Why Browser Agents Fail in Production

Mar 11, 2026

San Francisco

Nikola Balic

Stop evaluating browser stacks by asking "does it support CDP?" or "can it click?"

Ask this instead: Can this system execute reliably when you have real load, real state, and real failure modes?

That's the line between a browser automation demo and a production agent workflow.

CDP and WebDriver are not the story

Yes, WebDriver or CDP-adjacent signals can factor into bot detection. But treating detection as a single flag is a category error.

Anti-bot systems are layered. They combine network reputation, fingerprints, behavior, and challenge flows. You can "fix" one surface signal and still fail because your traffic looks wrong, your timing is unnatural, or your recovery behavior is inconsistent.

CDP is not a hack. It's a control surface used by real tooling. Playwright and Puppeteer speak to browsers through CDP under the hood. The protocol you use is usually not the root cause of production flakiness.

Execution is.

The commodity layer: actions

The feature checklist most teams start with is now table stakes:

open, click, fill, screenshot
Navigation + waits
File download/upload
Headless or remote modes

Most open source stacks and hosted browsers can do this. If that's all you need, use the simplest tool that fits your language and team.

The hard layer: scale

At low volume, you can brute-force success: rerun failures manually, patch selectors on the fly, babysit logins, accept flaky waits.

At 100, 1,000, or 10,000 concurrent runs, tiny issues compound:

Session churn: Logins expire. Cookies drift. Storage corrupts. Targets deploy UI changes mid-run.

Flaky recovery: A retry that works once can amplify failures under concurrency.

Long-tail latency: p95 and p99 step times dominate throughput and cost, not averages.

Debugging at 2 a.m.: If you can't reproduce what happened, you can't fix it quickly.

Multi-agent workflows raise the stakes. When many agents run in parallel, queuing and latency variance become correctness problems. One slow step cascades into timeouts, missed checkpoints, and session resets across the fleet.

This is why the space feels commoditized from the outside. The primitives look the same. The operational behavior is not.

What this looks like in practice

A 12-step workflow: log in, navigate a dashboard, hit a challenge gate, wait on a slow-loading report, extract data, and continue. It fails at step 7.

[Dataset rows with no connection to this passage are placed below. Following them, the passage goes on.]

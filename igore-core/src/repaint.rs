//! Input-driven repaint control.
//!
//! egui redraws the whole window every frame. A calculator changes only
//! when the user clicks, so the controller never schedules timed repaints:
//! a frame is painted because of input, or because the app marked itself
//! dirty (e.g. a settings change made from a menu). Otherwise egui sleeps
//! until the next event.
//!
//! Call [`RepaintController::begin_frame`] at the top of `update()` and
//! [`RepaintController::end_frame`] at the bottom.

/// Why the current frame is being painted.
#[derive(Debug, Clone, Copy, PartialEq, Eq)]
pub enum RepaintReason {
    /// First frame.
    Init,
    /// Pointer or keyboard activity.
    Input,
    /// The app asked for a repaint.
    StateChange,
    /// Woken by something outside our control (window resize, focus).
    External,
}

impl RepaintReason {
    fn classify(frame: u64, had_input: bool, needs_repaint: bool) -> Self {
        if frame == 0 {
            RepaintReason::Init
        } else if had_input {
            RepaintReason::Input
        } else if needs_repaint {
            RepaintReason::StateChange
        } else {
            RepaintReason::External
        }
    }
}

#[derive(Debug)]
pub struct RepaintController {
    needs_repaint: bool,
    frame: u64,
    reason: RepaintReason,
}

impl Default for RepaintController {
    fn default() -> Self {
        Self::new()
    }
}

impl RepaintController {
    pub fn new() -> Self {
        Self {
            needs_repaint: false,
            frame: 0,
            reason: RepaintReason::Init,
        }
    }

    /// Ask for one more frame after this one.
    pub fn mark_needs_repaint(&mut self) {
        self.needs_repaint = true;
    }

    pub fn reason(&self) -> RepaintReason {
        self.reason
    }

    pub fn frame(&self) -> u64 {
        self.frame
    }

    pub fn begin_frame(&mut self, ctx: &egui::Context) {
        let had_input = ctx.input(|i| {
            !i.events.is_empty()
                || i.pointer.any_pressed()
                || i.pointer.any_released()
                || i.pointer.is_moving()
        });
        self.observe(had_input);
    }

    pub fn end_frame(&mut self, ctx: &egui::Context) {
        if self.finish() {
            ctx.request_repaint();
        }
    }

    fn observe(&mut self, had_input: bool) {
        self.reason = RepaintReason::classify(self.frame, had_input, self.needs_repaint);
        self.needs_repaint = false;
    }

    /// Advances the frame counter; true when another frame was requested
    /// while this one was being built.
    fn finish(&mut self) -> bool {
        self.frame += 1;
        self.needs_repaint
    }
}

#[cfg(test)]
mod tests {
    use super::*;

    #[test]
    fn test_first_frame_is_init() {
        let mut rc = RepaintController::new();
        rc.observe(true);
        assert_eq!(rc.reason(), RepaintReason::Init);
        assert!(!rc.finish());
        assert_eq!(rc.frame(), 1);
    }

    #[test]
    fn test_input_beats_state_change() {
        let mut rc = RepaintController::new();
        rc.observe(false);
        rc.finish();

        rc.mark_needs_repaint();
        rc.observe(true);
        assert_eq!(rc.reason(), RepaintReason::Input);
    }

    #[test]
    fn test_mark_during_frame_requests_another() {
        let mut rc = RepaintController::new();
        rc.observe(false);
        rc.mark_needs_repaint();
        assert!(rc.finish());

        rc.observe(false);
        assert_eq!(rc.reason(), RepaintReason::StateChange);
        assert!(!rc.finish());
    }

    #[test]
    fn test_idle_wake_is_external() {
        let mut rc = RepaintController::new();
        rc.observe(false);
        rc.finish();
        rc.observe(false);
        assert_eq!(rc.reason(), RepaintReason::External);
    }
}
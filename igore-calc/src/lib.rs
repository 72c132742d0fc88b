//! igore-calc: a four-function desktop calculator.
//!
//! Everything here is free of GUI code: the state machine, the keypad
//! mapping, display formatting, wording and settings. The egui window
//! lives in the binary.

pub mod calculator;
pub mod display;
pub mod keypad;
pub mod locale;
pub mod settings;

pub use calculator::{CalcError, Calculator, Digit, Operation, UnaryOp, ERROR_SENTINEL};
pub use keypad::{dispatch, Button, Outcome, Status};
pub use locale::Locale;
pub use settings::CalcSettings;
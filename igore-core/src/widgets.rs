//! Custom widgets: keypad keys, the numeric screen and the status strip.

use crate::dither;
use crate::theme::IgoreColors;
use egui::{Align2, FontId, Response, Sense, Stroke, Ui, Vec2, Widget};

/// Visual weight of a keypad key.
#[derive(Debug, Clone, Copy, PartialEq, Eq)]
pub enum KeyStyle {
    /// White key, black label.
    Plain,
    /// Double outline for secondary functions.
    Outlined,
    /// Solid black key, white label.
    Inverted,
}

/// A fixed-size key: 1px outline, dithered while hovered or pressed.
pub struct KeyButton<'a> {
    label: &'a str,
    size: Vec2,
    style: KeyStyle,
    font_size: f32,
}

impl<'a> KeyButton<'a> {
    pub fn new(label: &'a str, size: Vec2) -> Self {
        Self { label, size, style: KeyStyle::Plain, font_size: 18.0 }
    }

    pub fn style(mut self, style: KeyStyle) -> Self {
        self.style = style;
        self
    }

    pub fn font_size(mut self, font_size: f32) -> Self {
        self.font_size = font_size;
        self
    }
}

impl<'a> Widget for KeyButton<'a> {
    fn ui(self, ui: &mut Ui) -> Response {
        let (rect, response) = ui.allocate_exact_size(self.size, Sense::click());

        if ui.is_rect_visible(rect) {
            let painter = ui.painter();
            let stroke = Stroke::new(1.0, IgoreColors::BLACK);

            let (fill, text) = match self.style {
                KeyStyle::Inverted => (IgoreColors::BLACK, IgoreColors::WHITE),
                KeyStyle::Plain | KeyStyle::Outlined => (IgoreColors::WHITE, IgoreColors::BLACK),
            };
            painter.rect_filled(rect, 0.0, fill);
            painter.rect_stroke(rect, 0.0, stroke);
            if self.style == KeyStyle::Outlined {
                painter.rect_stroke(rect.shrink(3.0), 0.0, stroke);
            }

            let pressed = response.is_pointer_button_down_on();
            if pressed {
                dither::paint_pressed(painter, rect);
            } else if response.hovered() && self.style != KeyStyle::Inverted {
                dither::paint_hover(painter, rect);
            }

            painter.text(
                rect.center(),
                Align2::CENTER_CENTER,
                self.label,
                FontId::proportional(self.font_size),
                if pressed { IgoreColors::WHITE } else { text },
            );
        }

        response
    }
}

/// Right-aligned numeric screen in an outlined box.
pub fn lcd_display(ui: &mut Ui, text: &str, height: f32, font_size: f32) {
    egui::Frame::none()
        .fill(IgoreColors::WHITE)
        .stroke(Stroke::new(1.0, IgoreColors::BLACK))
        .inner_margin(egui::Margin::symmetric(8.0, 4.0))
        .show(ui, |ui| {
            ui.set_min_height(height);
            ui.set_max_height(height);
            ui.with_layout(egui::Layout::right_to_left(egui::Align::Center), |ui| {
                ui.label(
                    egui::RichText::new(text)
                        .font(FontId::proportional(font_size))
                        .color(IgoreColors::BLACK)
                        .strong(),
                );
            });
        });
}

/// Status bar: white bg, 1px black border
pub fn status_bar(ui: &mut Ui, text: &str) {
    egui::Frame::none()
        .fill(IgoreColors::WHITE)
        .stroke(Stroke::new(1.0, IgoreColors::BLACK))
        .inner_margin(egui::Margin::symmetric(8.0, 2.0))
        .show(ui, |ui| {
            ui.set_width(ui.available_width());
            ui.label(egui::RichText::new(text).small());
        });
}
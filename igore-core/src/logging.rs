//! tracing setup shared by i-gore binaries.
//!
//! `RUST_LOG` wins when set; otherwise `default_directive` (e.g. `"warn"`)
//! is used. Output goes to stderr so it never mixes with anything a tool
//! prints on stdout.

use tracing_subscriber::EnvFilter;

/// Install the global fmt subscriber. Safe to call more than once; later
/// calls are ignored.
pub fn init(default_directive: &str) {
    let filter = EnvFilter::try_from_default_env()
        .unwrap_or_else(|_| EnvFilter::new(default_directive));

    let _ = tracing_subscriber::fmt()
        .with_env_filter(filter)
        .with_target(false)
        .with_writer(std::io::stderr)
        .try_init();
}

In a commodity stack, you restart the entire run. The agent re-does the login, re-navigates, re-waits, and might fail at step 7 again for the same reason.

In an execution layer, you inspect the session artifacts to see why step 7 failed, resume from preserved session state, and skip the six steps that already succeeded. This becomes especially powerful when agents are driving the browser. Steel exposes session-level logs and preserved session state, so an agent can detect failures, choose a recovery path, and continue without a full restart.

What to buy (and what not to)

You're not buying "browser control." You're buying an execution layer.

A production-grade agent browser platform should give you:

Deterministic session lifecycle: Create, attach, hand off, resume, terminate. Cleanly and predictably.

Resumability: Recover from partial failure without redoing the entire workflow.

Reviewability: Traces, artifacts, and structured outputs so humans can verify outcomes.

Explicit contracts: Tools that fail loudly with typed errors and predictable retries.

Concurrency you can reason about: Backpressure, limits, and stable performance under load.

That's the layer Steel is built around.

Steel provides cloud Sessions with persistent state, resumability, isolation, and observability so agents can recover, hand off work, and run predictably under concurrency. The goal isn't "more APIs." It's fewer 3 a.m. pages and faster recovery when the web changes.

Honest limitations

Steel won't magically solve detection if your workflow looks robotic. It won't bypass captchas without challenge-solving infra. It won't turn bad selectors into resilient ones.

What it will do:

When a site changes, you can see exactly what broke.
When a step slows down, you can measure it.
When a run fails halfway through, you can resume instead of restart.
When you scale concurrency, behavior remains predictable.

If you're running a handful of workflows, a standard automation library run locally is often the right call. You'll move fast and manual reruns are fine. Steel's open source browser and cloud platform share the same API, so you can start local and scale to managed sessions when the constraint shifts to session churn, concurrency, and latency. No rewrite required.

Next step

Before choosing a browser stack, take one production workflow and run it 100 times at your target concurrency. Measure p95/p99 step latency, restart rate, manual interventions, and time-to-diagnose.

That's where the differences show up.